There are signs that things might slip: One of the old Future TV's building , the one adjoining the Saudi embassy in Rawcheh, was set on fire today, allegedly by SSNP militants. It may be true that the building served as a barrack for Future Movement thugs. It is also true that over the past 3 years there has been tremendous tensions between the thugs in there and those at the SSNP central office, which is around the corner. But setting a building on fire, and especially a media-related one, was a pointless act of vandalism which reflects very badly on the opposition and its leadership. The same can be said for silencing Future TV by sabotaging its installations. There were also motorcades going around the streets today shooting in the air for no other purpose than showing off and celebrating the take over. This is not what Hizbullah did in the South when it kicked the Israelis out. In Beirut, the stakes are even higher.

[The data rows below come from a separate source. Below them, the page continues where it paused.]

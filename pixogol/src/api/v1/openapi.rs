use axum::Json;
use utoipa::OpenApi;
use utoipa_redoc::{Redoc, Servable};

use super::dto;
use super::handlers;
use super::response;
use crate::models;

#[derive(OpenApi)]
#[openapi(
    info(
        title = "Pixogol API",
        version = "1.0.0",
        description = "Copyright, trademark and brand risk assessment for the text in images.",
    ),
    paths(
        handlers::health::health_check,
        handlers::analyses::upload_analysis,
    ),
    components(schemas(
        // Response envelope
        response::ErrorCode,
        response::ApiError,
        // Analyses
        dto::analyses::AnalysisResponse,
        dto::analyses::OcrSummary,
        models::RiskAssessment,
        models::RiskCategories,
        models::CategoryAssessment,
        models::RiskLevel,
        // Health (handler-local types)
        handlers::health::HealthData,
        handlers::health::OcrStatus,
        handlers::health::LlmStatus,
    )),
    tags(
        (name = "health", description = "Health check"),
        (name = "analyses", description = "Image upload and risk assessment"),
    ),
    security(
        ("bearer_auth" = [])
    ),
    modifiers(&SecurityAddon),
)]
pub struct ApiDoc;

struct SecurityAddon;

impl utoipa::Modify for SecurityAddon {
    fn modify(&self, openapi: &mut utoipa::openapi::OpenApi) {
        let components = openapi.components.get_or_insert_with(Default::default);
        components.add_security_scheme(
            "bearer_auth",
            utoipa::openapi::security::SecurityScheme::Http(utoipa::openapi::security::Http::new(
                utoipa::openapi::security::HttpAuthScheme::Bearer,
            )),
        );
    }
}

pub async fn openapi_json() -> Json<utoipa::openapi::OpenApi> {
    Json(ApiDoc::openapi())
}

pub fn redoc_router<S: Clone + Send + Sync + 'static>() -> axum::Router<S> {
    Redoc::with_url("/docs", ApiDoc::openapi()).into()
}
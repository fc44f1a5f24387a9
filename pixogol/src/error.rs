use thiserror::Error;

#[derive(Error, Debug)]
pub enum PixogolError {
    #[error("Validation error: {0}")]
    Validation(String),

    #[error("Unsupported file type: {0}")]
    UnsupportedFile(String),

    #[error("Configuration error: {0}")]
    Configuration(String),

    #[error("Processing error: {0}")]
    Processing(String),

    #[error("JSON error: {0}")]
    Json(#[from] serde_json::Error),

    #[error("IO error: {0}")]
    Io(#[from] std::io::Error),

    #[error("Internal server error: {0}")]
    Internal(String),

    #[error("OCR error: {0}")]
    Ocr(String),

    #[error("OCR unavailable: {0}")]
    OcrUnavailable(String),

    #[error("LLM error: {0}")]
    Llm(String),

    #[error("LLM unavailable: {0}")]
    LlmUnavailable(String),

    #[error("LLM rate limit exceeded, retry after {retry_after:?} seconds")]
    LlmRateLimit { retry_after: Option<u64> },

    #[error("Audit log error: {0}")]
    Audit(String),
}

pub type Result<T> = std::result::Result<T, PixogolError>;
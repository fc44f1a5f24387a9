pub mod analyses;
pub(crate) mod health;

pub use health::health_check;
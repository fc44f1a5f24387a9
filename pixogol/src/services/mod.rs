mod analysis;
mod risk;

pub use analysis::AnalysisService;
pub use risk::RiskAnalyzer;
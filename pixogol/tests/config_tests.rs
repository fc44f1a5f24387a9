use std::env;
use std::path::PathBuf;

use axum::{http::StatusCode, response::IntoResponse};
use serial_test::serial;

use pixogol::api::v1::response::ApiResponse;
use pixogol::config::{parse_llm_provider_model, Config, KNOWN_LLM_PROVIDERS};
use pixogol::error::PixogolError;

const PIXOGOL_ENV: &[&str] = &[
    "PIXOGOL_HOST",
    "PIXOGOL_PORT",
    "PIXOGOL_API_KEYS",
    "PIXOGOL_MAX_UPLOAD_BYTES",
    "OCR_MODEL",
    "OCR_API_KEY",
    "OCR_BASE_URL",
    "LLM_MODEL",
    "LLM_API_KEY",
    "OPENAI_API_KEY",
    "LLM_BASE_URL",
    "LLM_TIMEOUT",
    "LLM_TEMPERATURE",
    "AUDIT_LOG_DIR",
    "AUDIT_WRITE_SNAPSHOTS",
];

fn clear_env() {
    for var in PIXOGOL_ENV {
        env::remove_var(var);
    }
}

#[test]
fn test_llm_config_openrouter() {
    let (provider, model) = parse_llm_provider_model("openrouter/anthropic/claude-3.5-sonnet");
    assert_eq!(provider, "openrouter");
    assert_eq!(model, "anthropic/claude-3.5-sonnet");
}

#[test]
fn test_llm_config_unknown_prefix_defaults_to_local() {
    let (provider, model) = parse_llm_provider_model("unknown/model-name");
    assert_eq!(provider, "local");
    assert_eq!(model, "unknown/model-name");
}

#[test]
fn test_known_llm_providers_constant() {
    assert!(KNOWN_LLM_PROVIDERS.contains(&"openai"));
    assert!(KNOWN_LLM_PROVIDERS.contains(&"lmstudio"));
    assert_eq!(KNOWN_LLM_PROVIDERS.len(), 4);
}

#[test]
#[serial]
fn test_defaults_without_env() {
    clear_env();

    let config = Config::from_env();

    assert_eq!(config.server.port, 8501);
    assert!(config.server.api_keys.is_empty());
    assert_eq!(config.ocr.model, "local/tesseract");
    assert_eq!(config.llm.model, "openai/gpt-4o");
    assert!(config.llm.api_key.is_none());
    assert_eq!(config.audit.log_dir, PathBuf::from("logs"));
    assert!(config.audit.write_snapshots);
}

#[test]
#[serial]
fn test_openai_api_key_is_picked_up() {
    clear_env();
    env::set_var("OPENAI_API_KEY", "  sk-from-env  ");

    let config = Config::from_env();
    assert_eq!(config.llm.api_key.as_deref(), Some("sk-from-env"));

    env::set_var("LLM_API_KEY", "sk-preferred");
    let config = Config::from_env();
    assert_eq!(config.llm.api_key.as_deref(), Some("sk-preferred"));

    clear_env();
}

#[test]
#[serial]
fn test_api_keys_and_audit_dir_from_env() {
    clear_env();
    env::set_var("PIXOGOL_API_KEYS", "alpha, beta,,");
    env::set_var("AUDIT_LOG_DIR", "/var/log/pixogol");
    env::set_var("LLM_TEMPERATURE", "warm");

    let config = Config::from_env();

    assert_eq!(config.server.api_keys, vec!["alpha", "beta"]);
    assert_eq!(config.audit.log_dir, PathBuf::from("/var/log/pixogol"));
    // Unparseable values fall back to the default.
    assert_eq!(config.llm.temperature, 0.3);

    clear_env();
}

#[test]
fn test_configuration_error_maps_to_service_unavailable() {
    let response: ApiResponse<()> =
        PixogolError::Configuration("LLM API key is not set".to_string()).into();
    assert_eq!(response.into_response().status(), StatusCode::SERVICE_UNAVAILABLE);

    let response: ApiResponse<()> = PixogolError::LlmRateLimit { retry_after: None }.into();
    assert_eq!(response.into_response().status(), StatusCode::TOO_MANY_REQUESTS);
}
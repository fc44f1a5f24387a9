use std::sync::Arc;
use std::time::Duration;

use leptess::{LepTess, Variable};
use tokio::sync::Mutex;
use tracing::{debug, info, warn};

use crate::config::OcrConfig;
use crate::error::{PixogolError, Result};
use crate::models::OcrOutput;

use super::api::{VisionOcrClient, VisionProvider};
use super::preprocessing::{normalize_image, preprocess_image};
use super::text::clean_extracted_text;

/// Characters Tesseract is allowed to emit. Keeps stray symbols out of
/// logos and stylised lettering.
const CHAR_WHITELIST: &str = "ABCDEFGHIJKLMNOPQRSTUVWXYZabcdefghijklmnopqrstuvwxyz0123456789.,!?@#$%^&*()_+-=[]{}|;:'\"<>?/~` ";

/// Assume a single uniform block of text.
const PAGE_SEGMENTATION_MODE: &str = "6";

enum OcrBackend {
    Local { tesseract: Arc<Mutex<LepTess>> },
    Api { client: VisionOcrClient },
    Unavailable { reason: String },
}

pub struct OcrProvider {
    backend: OcrBackend,
    config: OcrConfig,
}

fn create_tesseract(languages: &str) -> std::result::Result<LepTess, String> {
    let mut lt = LepTess::new(None, languages).map_err(|e| e.to_string())?;
    lt.set_variable(Variable::TesseditPagesegMode, PAGE_SEGMENTATION_MODE)
        .map_err(|e| e.to_string())?;
    lt.set_variable(Variable::TesseditCharWhitelist, CHAR_WHITELIST)
        .map_err(|e| e.to_string())?;
    Ok(lt)
}

impl OcrProvider {
    /// Pick a backend from `config.model` (`local/tesseract`, `openai/<model>`,
    /// `mistral/<model>`). A backend that cannot start leaves the provider
    /// unavailable instead of failing construction.
    pub fn new(config: &OcrConfig) -> Result<Self> {
        let (prefix, model) = config
            .model
            .split_once('/')
            .unwrap_or((config.model.as_str(), ""));

        let backend = match VisionProvider::from_prefix(prefix) {
            Some(provider) => match VisionOcrClient::new(provider, model, config) {
                Ok(client) => {
                    info!(backend = client.backend_name(), "Vision OCR backend initialized");
                    OcrBackend::Api { client }
                }
                Err(e) => {
                    let reason = format!("{} OCR backend unavailable: {e}", provider.backend_name());
                    warn!("{}", reason);
                    OcrBackend::Unavailable { reason }
                }
            },
            None => match create_tesseract(&config.languages) {
                Ok(lt) => {
                    info!(languages = %config.languages, "Tesseract OCR initialized");
                    OcrBackend::Local {
                        tesseract: Arc::new(Mutex::new(lt)),
                    }
                }
                Err(e) => {
                    let reason = format!("Tesseract not available: {e}");
                    warn!("{}", reason);
                    OcrBackend::Unavailable { reason }
                }
            },
        };

        Ok(Self {
            backend,
            config: config.clone(),
        })
    }

    pub fn is_available(&self) -> bool {
        !matches!(self.backend, OcrBackend::Unavailable { .. })
    }

    pub fn backend_name(&self) -> &'static str {
        match &self.backend {
            OcrBackend::Local { .. } => "tesseract",
            OcrBackend::Api { client } => client.backend_name(),
            OcrBackend::Unavailable { .. } => "unavailable",
        }
    }

    /// Why the backend could not start, if it could not.
    pub fn unavailable_reason(&self) -> Option<&str> {
        match &self.backend {
            OcrBackend::Unavailable { reason } => Some(reason),
            _ => None,
        }
    }

    /// Preprocess the raw upload for the active backend and recognise its text.
    ///
    /// Image decoding and filtering run on the blocking pool together with
    /// Tesseract. The whole call is bounded by `timeout_secs`.
    pub async fn extract_text(&self, image_bytes: &[u8]) -> Result<OcrOutput> {
        if let OcrBackend::Unavailable { reason } = &self.backend {
            return Err(PixogolError::OcrUnavailable(reason.clone()));
        }

        let timeout_duration = Duration::from_secs(self.config.timeout_secs);
        tokio::time::timeout(timeout_duration, self.recognize(image_bytes.to_vec()))
            .await
            .map_err(|_| {
                PixogolError::Ocr(format!(
                    "OCR operation timed out after {} seconds",
                    self.config.timeout_secs
                ))
            })?
    }

    async fn recognize(&self, bytes: Vec<u8>) -> Result<OcrOutput> {
        let config = self.config.clone();

        match &self.backend {
            OcrBackend::Local { tesseract } => {
                let tesseract = Arc::clone(tesseract);

                let (raw, confidence) = tokio::task::spawn_blocking(move || {
                    let prepared = preprocess_image(&bytes, &config)?;
                    debug!(bytes = prepared.len(), "Image preprocessed for OCR");

                    let mut lt = tesseract.blocking_lock();
                    lt.set_image_from_mem(&prepared)
                        .map_err(|e| PixogolError::Ocr(format!("Failed to set image: {e}")))?;
                    let text = lt
                        .get_utf8_text()
                        .map_err(|e| PixogolError::Ocr(format!("Failed to extract text: {e}")))?;
                    Ok::<_, PixogolError>((text, lt.mean_text_conf()))
                })
                .await
                .map_err(|e| PixogolError::Ocr(format!("OCR task panicked: {e}")))??;

                Ok(OcrOutput {
                    text: clean_extracted_text(&raw),
                    backend: self.backend_name().to_string(),
                    mean_confidence: Some(confidence),
                })
            }
            OcrBackend::Api { client } => {
                let prepared =
                    tokio::task::spawn_blocking(move || normalize_image(&bytes, &config))
                        .await
                        .map_err(|e| {
                            PixogolError::Ocr(format!("Image preparation panicked: {e}"))
                        })??;
                debug!(bytes = prepared.len(), "Image normalized for vision OCR");

                let raw = client.ocr(&prepared).await?;
                Ok(OcrOutput {
                    text: clean_extracted_text(&raw),
                    backend: client.backend_name().to_string(),
                    mean_confidence: None,
                })
            }
            OcrBackend::Unavailable { reason } => {
                Err(PixogolError::OcrUnavailable(reason.clone()))
            }
        }
    }
}

impl Clone for OcrProvider {
    fn clone(&self) -> Self {
        let backend = match &self.backend {
            OcrBackend::Local { tesseract } => OcrBackend::Local {
                tesseract: Arc::clone(tesseract),
            },
            OcrBackend::Api { client } => OcrBackend::Api {
                client: client.clone(),
            },
            OcrBackend::Unavailable { reason } => OcrBackend::Unavailable {
                reason: reason.clone(),
            },
        };

        Self {
            backend,
            config: self.config.clone(),
        }
    }
}

#[cfg(test)]
impl OcrProvider {
    pub(crate) fn unavailable(reason: &str) -> Self {
        Self {
            backend: OcrBackend::Unavailable {
                reason: reason.to_string(),
            },
            config: OcrConfig::default(),
        }
    }
}
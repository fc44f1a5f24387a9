use std::sync::Arc;

use crate::audit::AuditSink;
use crate::config::Config;
use crate::llm::LlmProvider;
use crate::ocr::OcrProvider;
use crate::services::{AnalysisService, RiskAnalyzer};

#[derive(Clone)]
pub struct AppState {
    pub config: Arc<Config>,
    pub llm: LlmProvider,
    pub analysis: AnalysisService,
}

impl AppState {
    pub fn new(
        config: Config,
        ocr: OcrProvider,
        llm: LlmProvider,
        audit: Arc<dyn AuditSink>,
    ) -> Self {
        let config = Arc::new(config);
        let risk = RiskAnalyzer::new(llm.clone(), &config.llm);
        let analysis = AnalysisService::new(ocr, risk, audit);

        Self {
            config,
            llm,
            analysis,
        }
    }
}
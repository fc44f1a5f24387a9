//! v1 API Data Transfer Objects.
//!
//! These types define the wire format for the v1 REST API. They are kept
//! separate from the domain models in `src/models/`, which are also what
//! the audit log stores.

pub mod analyses;

pub use analyses::*;
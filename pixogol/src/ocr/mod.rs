//! OCR (Optical Character Recognition) Module
//!
//! Pulls the text out of an uploaded image before it is assessed.
//!
//! # Backends
//!
//! `OcrProvider` selects one backend from `OcrConfig::model`:
//! - `local/tesseract` runs Tesseract through leptess on a binarized
//!   grayscale copy of the image (blur, Otsu threshold, morphological close)
//! - `openai/<model>` and `mistral/<model>` send a colour PNG to a hosted
//!   vision model
//!
//! A backend that cannot start leaves the provider unavailable. Calls then
//! fail with `PixogolError::OcrUnavailable` instead of the process refusing
//! to boot.
//!
//! Whatever the backend returns goes through `clean_extracted_text`, so the
//! rest of the pipeline only ever sees single-spaced text.
//!
//! # Usage
//!
//! ```rust,ignore
//! let ocr = OcrProvider::new(&config.ocr)?;
//! let output = ocr.extract_text(&upload.bytes).await?;
//! ```

mod api;
mod preprocessing;
mod provider;
mod text;

pub use preprocessing::{normalize_image, preprocess_image};
pub use provider::OcrProvider;
pub use text::clean_extracted_text;
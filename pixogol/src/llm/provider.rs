use serde_json::Value;

use crate::config::{parse_llm_provider_model, LlmConfig};
use crate::error::{PixogolError, Result};
use crate::llm::api::LlmApiClient;

#[derive(Debug, Clone, PartialEq, Eq)]
pub enum LlmBackend {
    OpenAI,
    OpenRouter,
    Ollama,
    LmStudio,
    OpenAICompatible { base_url: String },
    Unavailable { reason: String },
}

#[derive(Debug, Clone, Default)]
pub struct CompletionOptions {
    pub temperature: Option<f32>,
    pub max_tokens: Option<u32>,
}

impl CompletionOptions {
    pub fn from_config(config: &LlmConfig) -> Self {
        Self {
            temperature: Some(config.temperature),
            max_tokens: Some(config.max_tokens),
        }
    }
}

#[derive(Clone)]
pub struct LlmProvider {
    backend: LlmBackend,
    client: Option<LlmApiClient>,
}

impl LlmProvider {
    /// Resolve the backend and build its client.
    ///
    /// Never fails: an unknown provider or a missing API key leaves the
    /// provider `Unavailable` with the reason, and every call then reports
    /// that reason without touching the network.
    pub fn new(config: &LlmConfig) -> Self {
        let (provider, _model) = parse_llm_provider_model(&config.model);

        let backend = match provider.to_lowercase().as_str() {
            "openai" => LlmBackend::OpenAI,
            "openrouter" => LlmBackend::OpenRouter,
            "ollama" => LlmBackend::Ollama,
            "lmstudio" => LlmBackend::LmStudio,
            _ => match &config.base_url {
                Some(base_url) => LlmBackend::OpenAICompatible {
                    base_url: base_url.clone(),
                },
                None => {
                    return Self::unavailable(&format!(
                        "Unknown provider in model: {}",
                        config.model
                    ))
                }
            },
        };

        match LlmApiClient::new(config) {
            Ok(client) => {
                tracing::info!(model = %config.model, "LLM backend initialized");
                Self {
                    backend,
                    client: Some(client),
                }
            }
            Err(e) => {
                let reason = match e {
                    PixogolError::Configuration(message) => message,
                    other => other.to_string(),
                };
                tracing::warn!(model = %config.model, "LLM backend unavailable: {}", reason);
                Self::unavailable(&reason)
            }
        }
    }

    pub fn unavailable(reason: &str) -> Self {
        Self {
            backend: LlmBackend::Unavailable {
                reason: reason.to_string(),
            },
            client: None,
        }
    }

    pub fn is_available(&self) -> bool {
        !matches!(self.backend, LlmBackend::Unavailable { .. })
    }

    pub fn backend(&self) -> &LlmBackend {
        &self.backend
    }

    pub fn unavailable_reason(&self) -> Option<&str> {
        match &self.backend {
            LlmBackend::Unavailable { reason } => Some(reason),
            _ => None,
        }
    }

    pub async fn complete_json(
        &self,
        system_prompt: &str,
        prompt: &str,
        options: Option<&CompletionOptions>,
    ) -> Result<Value> {
        let client = self.client.as_ref().ok_or_else(|| {
            PixogolError::LlmUnavailable(
                self.unavailable_reason()
                    .unwrap_or("No LLM client available")
                    .to_string(),
            )
        })?;

        client.complete_json(system_prompt, prompt, options).await
    }
}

The evening is quiet. Uneasy quiet.


Leila Abu-Saba said...

One time in the 1980s my cousins who had emigrated to America came to visit me in Brooklyn, picking up their sisters from JFK airport on the way. They were staggered to see a big old American car at the arrival terminal with a huge Saiqa painted on the front hood. My cousin said he had a surreal feeling, like he was back in Beirut. And JFK in those days was a disaster, pitted roads, rutted sidewalks, old buildings; it looked like it had indeed been shelled.

Weird that the saiqa is back. I really didn't think that party had much power any longer.

Keep safe. I am thinking of you all.

Anonymous said...

Your unique position provides a fascinating read. I am riveted. I can only continue to read while hoping that you and your family will be safe. Keep up the good work!